PHUCK, that hurt! (a.k.a. Our Visit to the County Health Department)

Dr. J and I elected to get several shots (on the advice of our G.P.) in advance of our pending summer trip to China. After checking around we learned that one of the shots is ONLY offered by our County Health Department, and they had evening hours one night a week that would accomodate Dr. J's schedule. So off we went, checkbook in hand (check or cash only, please!)

We decided to get the tetanus booster, Hep A, and Hep B vaccines.

This is the sign that greeted us as we walked into the building . . .


Then we saw THIS sign as we waited for the elevator that would take us to the 3rd floor. Immediately, I said to Dr. J, "be careful what you touch while here. And don't touch me at all."

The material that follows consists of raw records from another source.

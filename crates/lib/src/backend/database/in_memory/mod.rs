//! In-memory database backend implementation
//!
//! This module provides an in-memory implementation of the [`Backend`] trait,
//! suitable for testing, development, or small deployments that persist the
//! whole state to a JSON file on shutdown.

mod persistence;

use std::{
    any::Any,
    collections::{BTreeMap, HashMap},
    path::Path,
};

use async_trait::async_trait;
use tokio::sync::RwLock;

use crate::{
    Oid, Result,
    backend::{Backend, errors::BackendError},
};

/// Documents and serial counters, kept under one lock.
#[derive(Debug, Clone, Default)]
pub(crate) struct State {
    /// collection -> serial -> JSON document
    pub(crate) documents: HashMap<String, BTreeMap<u64, String>>,
    /// collection -> last serial handed out
    pub(crate) serials: HashMap<String, u64>,
}

/// A simple in-memory backend using `HashMap`s for storage.
///
/// It provides basic persistence capabilities via `save_to_file` and
/// `load_from_file`, serializing the whole state to JSON.
#[derive(Debug, Default)]
pub struct InMemory {
    pub(crate) state: RwLock<State>,
}

impl InMemory {
    /// Creates a new, empty `InMemory` backend.
    pub fn new() -> Self {
        Self::default()
    }

    /// Saves the entire state to a file as JSON.
    pub async fn save_to_file<P: AsRef<Path>>(&self, path: P) -> Result<()> {
        persistence::save_to_file(self, path).await
    }

    /// Loads the state from a JSON file.
    ///
    /// A missing file yields an empty backend.
    pub async fn load_from_file<P: AsRef<Path>>(path: P) -> Result<Self> {
        persistence::load_from_file(path).await
    }

    /// Total number of stored documents across all collections.
    pub async fn len(&self) -> usize {
        let state = self.state.read().await;
        state.documents.values().map(BTreeMap::len).sum()
    }

    /// Returns true if no documents are stored.
    pub async fn is_empty(&self) -> bool {
        self.len().await == 0
    }
}

#[async_trait]
impl Backend for InMemory {
    async fn allocate(&self, collection: &str) -> Result<u64> {
        let mut state = self.state.write().await;
        let last = state.serials.entry(collection.to_string()).or_insert(0);
        *last = last
            .checked_add(1)
            .ok_or_else(|| BackendError::SerialOverflow {
                collection: collection.to_string(),
            })?;
        Ok(*last)
    }

    async fn get(&self, oid: &Oid) -> Result<Option<String>> {
        let state = self.state.read().await;
        Ok(state
            .documents
            .get(oid.collection())
            .and_then(|docs| docs.get(&oid.serial()))
            .cloned())
    }

    async fn put(&self, oid: &Oid, document: String) -> Result<()> {
        let mut state = self.state.write().await;
        // Keep the counter ahead of explicitly chosen serials
        let last = state.serials.entry(oid.collection().to_string()).or_insert(0);
        if *last < oid.serial() {
            *last = oid.serial();
        }
        state
            .documents
            .entry(oid.collection().to_string())
            .or_default()
            .insert(oid.serial(), document);
        Ok(())
    }

    async fn delete(&self, oid: &Oid) -> Result<bool> {
        let mut state = self.state.write().await;
        Ok(state
            .documents
            .get_mut(oid.collection())
            .and_then(|docs| docs.remove(&oid.serial()))
            .is_some())
    }

    async fn scan(&self, collection: &str) -> Result<Vec<(Oid, String)>> {
        let state = self.state.read().await;
        Ok(state
            .documents
            .get(collection)
            .map(|docs| {
                docs.iter()
                    .map(|(serial, doc)| (Oid::new(collection, *serial), doc.clone()))
                    .collect()
            })
            .unwrap_or_default())
    }

    fn as_any(&self) -> &dyn Any {
        self
    }
}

Oh, here's ANOTHER fun sign that had my germ-phobia starting to kick into panic mode . . .


Lemme say, I am NO wimp, okay?! I can, have, and do deal with physical pain just fine, thank you very much.

However, when that nurse put the Hep A & B combo shot into my arm, it hurt! I swear that thing was given intramuscular or something?! And the moment she pulled the needle out I actually winced! YOWZA! Hey, I got allergy shots for years, so I am NOT afraid of needles. And kee-rist after LAST summer's medical follies where my va-jay-jay went through the friggin' wringer I know I am tough enough. But DAMMIT THIS HURT!

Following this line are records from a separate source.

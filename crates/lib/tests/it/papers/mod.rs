//! Paper and post management tests
//!
//! Lifecycle of papers, ownership rules, listings with averages, and the
//! cascade from papers to their posts.

mod cascade_tests;
mod listing_tests;
mod paper_lifecycle_tests;
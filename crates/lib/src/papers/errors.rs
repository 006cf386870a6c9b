//! Error types for paper and post operations.

use thiserror::Error;

#[non_exhaustive]
#[derive(Debug, Error)]
pub enum PaperError {
    #[error("Paper not found: {id}")]
    PaperNotFound { id: String },

    #[error("Post not found: {id}")]
    PostNotFound { id: String },

    /// A submitted form field was rejected
    #[error("Invalid {field}: {reason}")]
    Validation { field: &'static str, reason: String },

    #[error("User '{username}' does not own paper {paper}")]
    NotOwner { username: String, paper: String },

    #[error("User '{username}' did not write post {post}")]
    NotAuthor { username: String, post: String },
}

impl PaperError {
    /// Check if this error indicates a resource was not found.
    pub fn is_not_found(&self) -> bool {
        matches!(
            self,
            PaperError::PaperNotFound { .. } | PaperError::PostNotFound { .. }
        )
    }

    /// Check if this error was caused by bad form input.
    pub fn is_validation_error(&self) -> bool {
        matches!(self, PaperError::Validation { .. })
    }

    /// Check if the acting user may not touch this record.
    pub fn is_permission_denied(&self) -> bool {
        matches!(
            self,
            PaperError::NotOwner { .. } | PaperError::NotAuthor { .. }
        )
    }

    /// The offending field, for validation errors.
    pub fn field(&self) -> Option<&'static str> {
        match self {
            PaperError::Validation { field, .. } => Some(field),
            _ => None,
        }
    }
}

impl From<PaperError> for crate::Error {
    fn from(err: PaperError) -> Self {
        crate::Error::Paper(err)
    }
}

We waited the obligatory 5 minutes post-vaccines, and promised to return in one month's time to get the second phase of the Hep shots. And that's when perhaps the "best moment" presented itself out of this whole germy experience. We exited the elevator back on the 1st floor, and I spotted this sign . . .

Immediately, I start cracking up, while making all sorts of highly inappropriate remarks to Dr. J, who is somewhere between wanting to vomit and laugh hysterically. It's at this point that a janitor happens to overhear us, (cue the voice of Nicolas Cage from the movie "Peggy Sue Got Married,"), nods in our direction at the sign and says "THAT'S THE REAL WORLD RIGHT THERE."

LMAO!!!!!!!!! Hullo, are we high right now? Or just dreaming? It was insane. And awesomely bad. Perfect.


A final gross-out photo . . . this, along with other photo examples of highly contagious diseases, were prominently displayed on the walls of the waiting room where we sat for 30 minutes waiting our turn to be jabbed. I made sure to send a copy of it to Jay (Lori's fiance), who promptly replied, "They paid me $100 to pose for that. And $500 for the herpes one -- have you seen it yet?" LMAO!!!!!!!!!!!